In 2006, the Peace Arch Hospital is an advanced community hospital and provides the community with a range of service including emergency care, general surgery, maternity, pediatrics, internal medicine, diagnostic services, intensive care and long-term care. The PAH has 178 acute beds, 343 extended care beds and is served by over 130 physicians and 1800 health care workers.

Surrey Memorial Hospital

After, 12 years of planning and fund raising, in 1959, Surrey Memorial Hospital on King George Highway in North Surrey opened. It began as a 103 bed general hospital for Medicine, Surgery, Maternity and Pediatrics. By 1970 it had become a modern comprehensive hospital with many more beds to service the growing Municipality.

Opening Surrey Memorial

Pioneer family doctor and Surrey Medical Officer Dr. Fred Sinclair turned the first sod for Surrey memorial Hospital. From the left are shown Tom Brierly, president of Surrey Branch, Canadian Legion; Rev. T.D. Farnett; Dr. Sinclair; Reeve Charles Schultz; Les Ashmore, president of Surrey Junior Chamber of Commerce. This was 12 years before the hospital was completed and opened.

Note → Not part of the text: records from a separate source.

use std::sync::Arc;

use kestrel_memory::{subagent_key, InMemoryStore, MemoryStore};
use kestrel_protocol::{AgentEvent, EventSink, Message, SubAgentStatus, Usage};
use tokio_util::sync::CancellationToken;
use tracing::warn;

use crate::bridge::SubAgentEventBridge;
use crate::executor::OrchestratorFactory;
use crate::task::{SubagentTask, MAX_DELEGATION_DEPTH};

/// Outcome of one sub-agent invocation, returned to the parent turn as a
/// plain tool result (spec §4.5, §7: sub-agent failures never raise).
#[derive(Debug, Clone)]
pub struct SubagentResult {
    pub status: SubAgentStatus,
    pub result_message: String,
    pub total_duration_ms: u64,
    pub usage: Option<Usage>,
}

/// Runs specialist agents to completion on behalf of a parent turn (spec
/// §4.5). Holds only the factory trait from [`crate::executor`], never an
/// `Orchestrator` concretely — see that module's doc comment for why.
pub struct SubagentManager {
    factory: Arc<dyn OrchestratorFactory>,
}

impl SubagentManager {
    pub fn new(factory: Arc<dyn OrchestratorFactory>) -> Self {
        Self { factory }
    }

    /// Runs `task` to completion, isolated from the parent's conversation
    /// memory except for the one-directional history seed `share_context`
    /// requests (spec §4.5 invariant: "a sub-agent's memory is isolated
    /// from its parent's unless explicitly shared").
    pub async fn execute_task(
        &self,
        task: SubagentTask,
        parent_history: &[Message],
        parent_events: Arc<dyn EventSink>,
        conversation_id: &str,
        message_id: &str,
        cancel: CancellationToken,
    ) -> SubagentResult {
        if task.delegation_depth >= MAX_DELEGATION_DEPTH {
            warn!(depth = task.delegation_depth, agent = %task.agent_name, "delegation depth cap exceeded, rejecting");
            return SubagentResult {
                status: SubAgentStatus::Error,
                result_message: format!("delegation depth {} exceeds the maximum of {}", task.delegation_depth, MAX_DELEGATION_DEPTH),
                total_duration_ms: 0,
                usage: None,
            };
        }

        let agent_id = kestrel_protocol::new_id();
        parent_events.emit(AgentEvent::SubAgentStarted {
            conversation_id: conversation_id.to_string(),
            message_id: message_id.to_string(),
            agent_id: agent_id.clone(),
            agent_name: task.agent_name.clone(),
            tool_call_id: task.tool_call_id.clone(),
        });

        let memory: Arc<dyn MemoryStore> = Arc::new(InMemoryStore::new());
        let conversation_key = subagent_key(&task.agent_name, &agent_id);
        if task.share_context && !parent_history.is_empty() {
            if let Err(err) = memory.set(&conversation_key, parent_history.to_vec()).await {
                warn!(error = %err, "failed to seed sub-agent memory with parent history");
            }
        }

        let bridge: Arc<dyn EventSink> =
            Arc::new(SubAgentEventBridge::new(parent_events.clone(), conversation_id, message_id, agent_id.clone(), task.tool_call_id.clone()));

        let executor = self.factory.build(task.config.clone(), memory, conversation_key, bridge, task.delegation_depth + 1);

        let start = tokio::time::Instant::now();
        let timeout = std::time::Duration::from_millis(task.timeout_ms);
        let outcome = tokio::time::timeout(timeout, executor.run_turn(task.prompt.clone(), cancel)).await;
        let total_duration_ms = start.elapsed().as_millis() as u64;

        let (status, result_message, usage) = match outcome {
            Ok(Ok(turn)) => (SubAgentStatus::Success, turn.content, turn.usage),
            Ok(Err(err)) => (SubAgentStatus::Error, err.to_string(), None),
            Err(_) => (SubAgentStatus::Timeout, format!("sub-agent '{}' timed out after {}ms", task.agent_name, task.timeout_ms), None),
        };

        parent_events.emit(AgentEvent::SubAgentCompleted {
            conversation_id: conversation_id.to_string(),
            message_id: message_id.to_string(),
            agent_id,
            agent_name: task.agent_name,
            status,
            result_message: result_message.clone(),
            total_duration_ms,
        });

        SubagentResult { status, result_message, total_duration_ms, usage }
    }
}

#[cfg(test)]
mod tests {
    use std::sync::Mutex;

    use async_trait::async_trait;
    use kestrel_protocol::AgentConfig;

    use super::*;
    use crate::error::SubagentError;
    use crate::executor::TurnExecutor;
    use crate::executor::TurnOutcome;

    struct RecordingSink {
        events: Mutex<Vec<AgentEvent>>,
    }

    impl RecordingSink {
        fn new() -> Self {
            Self { events: Mutex::new(Vec::new()) }
        }
    }

    impl EventSink for RecordingSink {
        fn emit(&self, event: AgentEvent) {
            self.events.lock().expect("lock").push(event);
        }
    }

    struct EchoExecutor;

    #[async_trait]
    impl TurnExecutor for EchoExecutor {
        async fn run_turn(&self, user_text: String, _cancel: CancellationToken) -> Result<TurnOutcome, SubagentError> {
            Ok(TurnOutcome { content: format!("echo: {user_text}"), usage: Some(Usage::new(3, 4)) })
        }
    }

    struct SleepyExecutor;

    #[async_trait]
    impl TurnExecutor for SleepyExecutor {
        async fn run_turn(&self, _user_text: String, _cancel: CancellationToken) -> Result<TurnOutcome, SubagentError> {
            tokio::time::sleep(std::time::Duration::from_secs(10)).await;
            Ok(TurnOutcome { content: "too slow".into(), usage: None })
        }
    }

    struct FailingExecutor;

    #[async_trait]
    impl TurnExecutor for FailingExecutor {
        async fn run_turn(&self, _user_text: String, _cancel: CancellationToken) -> Result<TurnOutcome, SubagentError> {
            Err(SubagentError::TurnFailed("boom".into()))
        }
    }

    struct FixedFactory<F: Fn() -> Arc<dyn TurnExecutor> + Send + Sync>(F);

    impl<F: Fn() -> Arc<dyn TurnExecutor> + Send + Sync> OrchestratorFactory for FixedFactory<F> {
        fn build(
            &self,
            _config: AgentConfig,
            _memory: Arc<dyn MemoryStore>,
            _conversation_key: String,
            _events: Arc<dyn EventSink>,
            _delegation_depth: u32,
        ) -> Arc<dyn TurnExecutor> {
            (self.0)()
        }
    }

    fn task(agent_name: &str, depth: u32) -> SubagentTask {
        let config = AgentConfig::new("reviewer", "gpt-5", "you review code");
        let mut t = SubagentTask::new(config, agent_name, "please review", "call-1");
        t.delegation_depth = depth;
        t
    }

    #[tokio::test]
    async fn successful_turn_emits_started_and_completed_with_success() {
        let factory = Arc::new(FixedFactory(|| Arc::new(EchoExecutor) as Arc<dyn TurnExecutor>));
        let manager = SubagentManager::new(factory);
        let parent = Arc::new(RecordingSink::new());

        let result = manager.execute_task(task("reviewer", 0), &[], parent.clone(), "conv", "msg", CancellationToken::new()).await;

        assert_eq!(result.status, SubAgentStatus::Success);
        assert_eq!(result.result_message, "echo: please review");
        let events = parent.events.lock().expect("lock");
        assert!(matches!(events[0], AgentEvent::SubAgentStarted { .. }));
        assert!(matches!(events[1], AgentEvent::SubAgentCompleted { status: SubAgentStatus::Success, .. }));
    }

    #[tokio::test]
    async fn depth_at_cap_is_rejected_without_starting() {
        let factory = Arc::new(FixedFactory(|| Arc::new(EchoExecutor) as Arc<dyn TurnExecutor>));
        let manager = SubagentManager::new(factory);
        let parent = Arc::new(RecordingSink::new());

        let result = manager.execute_task(task("reviewer", MAX_DELEGATION_DEPTH), &[], parent.clone(), "conv", "msg", CancellationToken::new()).await;

        assert_eq!(result.status, SubAgentStatus::Error);
        assert!(parent.events.lock().expect("lock").is_empty());
    }

    #[tokio::test]
    async fn failing_turn_is_reported_as_error_not_propagated() {
        let factory = Arc::new(FixedFactory(|| Arc::new(FailingExecutor) as Arc<dyn TurnExecutor>));
        let manager = SubagentManager::new(factory);
        let parent = Arc::new(RecordingSink::new());

        let result = manager.execute_task(task("reviewer", 0), &[], parent.clone(), "conv", "msg", CancellationToken::new()).await;

        assert_eq!(result.status, SubAgentStatus::Error);
        assert!(result.result_message.contains("boom"));
    }

    #[tokio::test(start_paused = true)]
    async fn timeout_is_reported_as_timeout_status() {
        let factory = Arc::new(FixedFactory(|| Arc::new(SleepyExecutor) as Arc<dyn TurnExecutor>));
        let manager = SubagentManager::new(factory);
        let parent = Arc::new(RecordingSink::new());
        let mut t = task("reviewer", 0);
        t.timeout_ms = 50;

        let result = manager.execute_task(t, &[], parent.clone(), "conv", "msg", CancellationToken::new()).await;

        assert_eq!(result.status, SubAgentStatus::Timeout);
    }
}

Opening Surrey Memorial Areal of Surrey Memorial

In 2006, Surrey Memorial Hospital functions both as a community hospital and as a referral hospital for residents of neighbouring communities. SMH provides about 420 acute care beds, 186 extended care beds, and has the busiest Emergency Department in Western Canada. Surrey Hospital is a teaching facility and offers thoracic surgery, minimally invasive laparoscopic surgery, renal and oncology services. It had one of the largest single-room maternity units in Canada and a growing pediatrics department. The Emergency Department was expanded in late 2005 with the addition of a Minor Treatment Unit for less-urgent cases. At the same time, the provincial government announced a significant expansion program to begin in 2007, to include a new Emergency facility, a high-level care facility for premature babies, a new outpatient services and primary care building, and renovations to existing hospital buildings. A 30-bed medical withdrawal facility for people with addictions is now under construction near the hospital. The BC Cancer Agency Fraser Valley Cancer Centre provides care for residents of the Fraser Valley Region from Delta and Surrey east to Hope, and is located adjacent to Surrey Memorial Hospital.

Fraser Health Authority

Surrey Memorial and Peace Arch hospitals are operated by the Fraser Health Authority under the guidance of the BC Ministry of Health.

Fraser Health District

Fraser Health also provides a range of other health services in Surrey, such as funding for more than 850 residential complex care beds and 120 mental health residential beds operated by community partners under contract; public health clinics for mothers and children; seasonal flu vaccination clinics; inspection and licensing of food services businesses, drinking water systems, child care centres and community care facilities; response to public health emergencies; mental health treatment and counseling; addictions treatment and counseling; in-home health care; and group day health programs for seniors.